Microsoft on Monday said it would apply the privacy protections stipulated in a relatively stringent California law to customers across the U.S. in an effort to push other states to adopt similar measures.
“We are optimistic that the California Consumer Privacy Act [CCPA]— and the commitment we are making to extend its core rights more broadly — will help serve as a catalyst for even more comprehensive privacy legislation in the U.S.,” Julie Brill, Microsoft’s chief privacy officer, wrote in a blog post.
The CCPA, which will take effect Jan. 1, 2020, gives Californians the right to know the personal data companies are collecting on them, and the ability to stop that data from being sold to third parties.

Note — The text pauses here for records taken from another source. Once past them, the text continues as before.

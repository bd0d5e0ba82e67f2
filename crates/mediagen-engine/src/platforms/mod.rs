//! Per-platform model bundles.
//!
//! Each platform contributes one struct that implements both capability
//! traits: [`ModelBundle`] (request building and response normalization) and
//! [`JobProtocol`] (where calls go and how the vendor reports job state).
//! [`PlatformModel`] is the closed set the execution strategies dispatch on.

mod fal;
mod genbo;
mod replicate;

use std::time::Duration;

use mediagen_contracts::{
    ExecutionResult, GenerationError, JobStatus, ModelConfig, PlatformId, RequestDescriptor,
};
use serde_json::{Map, Value};

use crate::config::EngineConfig;
use crate::transport::HttpCall;

pub use fal::FalModel;
pub use genbo::GenboModel;
pub use replicate::ReplicateModel;

pub trait ModelBundle {
    fn config(&self) -> &ModelConfig;

    /// Validates `params` and builds the outbound payload. Deterministic.
    fn build_request(&self, params: &Map<String, Value>)
        -> Result<RequestDescriptor, GenerationError>;

    /// Maps a vendor payload into the uniform record; missing optional
    /// fields are tolerated.
    fn normalize_sync(&self, raw: &Value) -> ExecutionResult;

    fn normalize_async(&self, raw: &Value) -> ExecutionResult {
        self.normalize_sync(raw)
    }
}

/// Vendor-issued identifier plus the URLs used to address the job.
#[derive(Debug, Clone, PartialEq, Eq)]
pub struct JobHandle {
    pub id: String,
    pub status_url: String,
    pub response_url: Option<String>,
}

pub trait JobProtocol {
    fn platform(&self) -> PlatformId;

    fn sync_call(&self, descriptor: &RequestDescriptor, wait: Duration) -> HttpCall;

    fn submit_call(&self, descriptor: &RequestDescriptor) -> HttpCall;

    fn job_handle(&self, submission: &Value) -> Option<JobHandle>;

    fn poll_call(&self, handle: &JobHandle) -> HttpCall {
        HttpCall::get(handle.status_url.as_str())
    }

    /// `None` when the payload carries no recognizable status.
    fn classify(&self, payload: &Value) -> Option<JobStatus>;

    fn failure_message(&self, payload: &Value) -> String;

    /// Extra request for the final payload once the status call reports
    /// success; `None` when the status payload already is the result.
    fn result_call(&self, _handle: &JobHandle) -> Option<HttpCall> {
        None
    }
}

#[derive(Debug, Clone)]
pub enum PlatformModel {
    Fal(FalModel),
    Genbo(GenboModel),
    Replicate(ReplicateModel),
}

impl PlatformModel {
    pub fn resolve(
        platform: PlatformId,
        config: ModelConfig,
        engine: &EngineConfig,
    ) -> Result<Self, GenerationError> {
        match platform {
            PlatformId::Fal => FalModel::new(config, engine).map(Self::Fal),
            PlatformId::Genbo => GenboModel::new(config, engine).map(Self::Genbo),
            PlatformId::Replicate => ReplicateModel::new(config, engine).map(Self::Replicate),
        }
    }

    fn bundle(&self) -> &dyn ModelBundle {
        match self {
            Self::Fal(model) => model,
            Self::Genbo(model) => model,
            Self::Replicate(model) => model,
        }
    }

    fn protocol(&self) -> &dyn JobProtocol {
        match self {
            Self::Fal(model) => model,
            Self::Genbo(model) => model,
            Self::Replicate(model) => model,
        }
    }
}

impl ModelBundle for PlatformModel {
    fn config(&self) -> &ModelConfig {
        self.bundle().config()
    }

    fn build_request(
        &self,
        params: &Map<String, Value>,
    ) -> Result<RequestDescriptor, GenerationError> {
        self.bundle().build_request(params)
    }

    fn normalize_sync(&self, raw: &Value) -> ExecutionResult {
        self.bundle().normalize_sync(raw)
    }

    fn normalize_async(&self, raw: &Value) -> ExecutionResult {
        self.bundle().normalize_async(raw)
    }
}

impl JobProtocol for PlatformModel {
    fn platform(&self) -> PlatformId {
        self.protocol().platform()
    }

    fn sync_call(&self, descriptor: &RequestDescriptor, wait: Duration) -> HttpCall {
        self.protocol().sync_call(descriptor, wait)
    }

    fn submit_call(&self, descriptor: &RequestDescriptor) -> HttpCall {
        self.protocol().submit_call(descriptor)
    }

    fn job_handle(&self, submission: &Value) -> Option<JobHandle> {
        self.protocol().job_handle(submission)
    }

    fn poll_call(&self, handle: &JobHandle) -> HttpCall {
        self.protocol().poll_call(handle)
    }

    fn classify(&self, payload: &Value) -> Option<JobStatus> {
        self.protocol().classify(payload)
    }

    fn failure_message(&self, payload: &Value) -> String {
        self.protocol().failure_message(payload)
    }

    fn result_call(&self, handle: &JobHandle) -> Option<HttpCall> {
        self.protocol().result_call(handle)
    }
}

fn unknown_model(platform: PlatformId, config: &ModelConfig) -> GenerationError {
    GenerationError::UnknownModel {
        platform,
        model: config.name.clone(),
    }
}

fn join_url(base: &str, path: &str) -> String {
    if path.starts_with("http://") || path.starts_with("https://") {
        return path.to_string();
    }
    format!(
        "{}/{}",
        base.trim_end_matches('/'),
        path.trim_start_matches('/')
    )
}

fn non_empty_str<'a>(value: &'a Value, key: &str) -> Option<&'a str> {
    value
        .get(key)
        .and_then(Value::as_str)
        .map(str::trim)
        .filter(|text| !text.is_empty())
}

fn lowercase_status(payload: &Value) -> Option<String> {
    non_empty_str(payload, "status").map(str::to_ascii_lowercase)
}

fn map_object(value: Value) -> Map<String, Value> {
    value.as_object().cloned().unwrap_or_default()
}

The law is controversial. An independent assessment warned that complying with the law would initially cost companies $55 billion. The Internet Association, a trade group of big tech companies that includes Microsoft, ran ads harping on the costs of the new law.
“[W]e hope this step will show our commitment to supporting states as they enact laws that take us in the right direction,” Brill wrote.
Brill endorsed even stronger privacy protections than those in the California law. Across the U.S., she said, more needs to be done to assure consumers that companies are respecting their privacy, she said. That means minimizing the data the companies collect and being clear about why they are collecting it.
As privacy-protecting legislation has stalled in Congress, California is one of a handful of states that have taken action. In July, New York enacted a new law that requires businesses to notify New Yorkers as quickly as possible when their information is compromised in a security incident.
Microsoft’s announcement came the day The Wall Street Journal revealed that Google was working with one of country’s biggest health-care systems to collect personal health information on millions of Americans.